その格差があるゆえに、一人一人では声を上げる事のできない多くの消費者に代わって、世の中の不当な契約条項や不適切な表示などを正していただくよう事業者の方々に申し入れをしていくことが、私たち適格消費者団体の一つの大きな役割です。
しかしながら、それは決して事業者の皆様と対峙することを意味するのではなく、誤りを正すよう要望し、それに真摯に応えていただくという過程を通じて、ともに公正な消費社会を築いていくという共通の目的を達成することを意味するものだと考えています。

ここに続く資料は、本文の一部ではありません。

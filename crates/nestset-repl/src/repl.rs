use itertools::Itertools;
use lazy_regex::regex_find;
use std::borrow::Cow;
use strum::IntoEnumIterator;

use rustyline::completion::{Completer, Pair};
use rustyline::error::ReadlineError;
use rustyline::highlight::{CmdKind, Highlighter, MatchingBracketHighlighter};
use rustyline::validate::MatchingBracketValidator;
use rustyline::{Completer, Helper, Hinter, Validator};
use rustyline::{CompletionType, Config, Editor};

use crate::context::Context;
use crate::exec::{ExecContext, ExecResult, exec_line};
use crate::operation::Operation;

const HISTORY_FILE: &str = "nestset_history.txt";

#[derive(Helper, Completer, Hinter, Validator)]
struct ReplHelper {
    #[rustyline(Completer)]
    completer: OperationCompleter,
    highlighter: MatchingBracketHighlighter,
    #[rustyline(Validator)]
    validator: MatchingBracketValidator,
}

struct OperationCompleter {}

impl Completer for OperationCompleter {
    type Candidate = Pair;

    fn complete(
        &self,
        line: &str,
        pos: usize,
        _ctx: &rustyline::Context<'_>,
    ) -> rustyline::Result<(usize, Vec<Self::Candidate>)> {
        // Operations only ever start a line or the right hand side of a definition
        if pos == line.len()
            && let Some(partial) = regex_find!(r"(?:^|:=\s*)[a-z]+$", line)
        {
            let partial = partial.trim_start_matches(|c: char| c == ':' || c == '=' || c.is_whitespace());
            let start = pos - partial.len();
            let ops = Operation::iter().filter(|op| op.to_string().starts_with(partial));
            let pairs = ops
                .map(|op| Pair {
                    display: op.to_string(),
                    replacement: format!("{op} "),
                })
                .collect_vec();
            Ok((start, pairs))
        } else {
            Ok((0, Vec::with_capacity(0)))
        }
    }
}

/// Only braces are highlighted, so unbalanced sets stand out while typing.
impl Highlighter for ReplHelper {
    fn highlight<'l>(&self, line: &'l str, pos: usize) -> Cow<'l, str> {
        self.highlighter.highlight(line, pos)
    }

    fn highlight_char(&self, line: &str, pos: usize, kind: CmdKind) -> bool {
        self.highlighter.highlight_char(line, pos, kind)
    }
}

pub fn repl(ctx: &mut Context) -> rustyline::Result<()> {
    println!("\nStarting Nestset REPL...");

    let prompt = "{}> ";

    let config = Config::builder()
        .completion_type(CompletionType::List)
        .auto_add_history(true)
        .build();
    let helper = ReplHelper {
        completer: OperationCompleter {},
        highlighter: MatchingBracketHighlighter::new(),
        validator: MatchingBracketValidator::new(),
    };

    let mut editor = Editor::with_config(config)?;
    editor.set_helper(Some(helper));

    if editor.load_history(HISTORY_FILE).is_err() {
        println!("No history file found. Creating empty file \n");
    }

    let mut exec_ctx = ExecContext {
        is_repl: true,
        ..Default::default()
    };

    loop {
        println!();
        let line = match editor.readline(prompt) {
            Ok(line) => line,
            Err(ReadlineError::Eof | ReadlineError::Interrupted) => break,
            Err(err) => {
                println!("Encountered error while reading input: {err}");
                continue;
            }
        };

        if let Err(err) = editor.save_history(HISTORY_FILE) {
            tracing::warn!(%err, "could not save history");
        }

        if let Some(ExecResult::Exit) = exec_line(&line, &mut exec_ctx, ctx) {
            println!("Exiting...");
            break;
        }
    }
    Ok(())
}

幸い、これまで多くの事業者の方々においては、使用されている約款や契約の中で法的問題のある条項の修正をお願いしたところ、これを受け入れ、修正していただくことができております。
日々目まぐるしく変わりゆく社会情勢の中で、それに対応するように法規制もまた次々改正されていきます。コンプライアンス重視の経営をされている事業者の方々も、時としてこれを見落としたり、法令の解釈を誤ったりすることもあるかと思います。
ぜひ、私たちの声に真摯に向き合い、ご対応いただくことを望みます。
また、ご賛同いただける事業者の皆様の入会、並びに賛助金・寄附金等のご支援を賜りたくお願い申し上げます。
以下に、これまで私たちが事業者の皆様に修正を申し入れ、対応いただいた事例をお示しします。
もし、皆様の使用する約款や契約条項の中に、下記と同様の記載があるようでしたら、見直しをお願いする次第です。
*( )内は修正等を求める根拠となった消費者契約法の条文示しています
*問題があるとして指摘したポイント部分を赤色で表示しています
*なお、趣旨を変えない範囲で、原文を省略するなど加工しています
◆明け渡しの際、経年劣化および自然損耗による住宅設備や建具等の修理とクリーニングは、本契約時に貸主が借主から受領した定額補修費にて行うものとする。(第10条)。
◆借主が次の各号のいずれかに該当したときは、貸主は、何らの催告を要せず当然に本契約を解除できるものとする。
(7)後見開始、保佐開始もしくは補助開始の審判を受けたとき(第10条)
*なお、本条項については、その後の平成30年改正消費者契約法の第8条の3にて明文で無効とされるに至りました
◆借主が賃料未払いのまま行方不明(失踪)、または無断不在が30日以上に及び何らの連絡もない場合、(略)・・貸主は一方的に本契約を解除することができる。(第10条)
◆(上記の場合)貸主は、随時に室内遺留品一切を任意の場所に保管し、・・・相当期間を経過しても連絡ない場合、貸主はその遺留品を任意償却することができる。(第10条)
◆入出庫の際は、プレートが下降していることを必ず確認してください。・・(略)・・・
万一車両が破損しても、一切責任は負いません。(第8条第1項)
◆〇〇(事業者名)は会員ビジターが、施設利用中に生じた盗難、障害等の事故については一切責任を負いません。但し、〇〇に故意または重過失があった場合はこの限りではありません。(第8条第1項)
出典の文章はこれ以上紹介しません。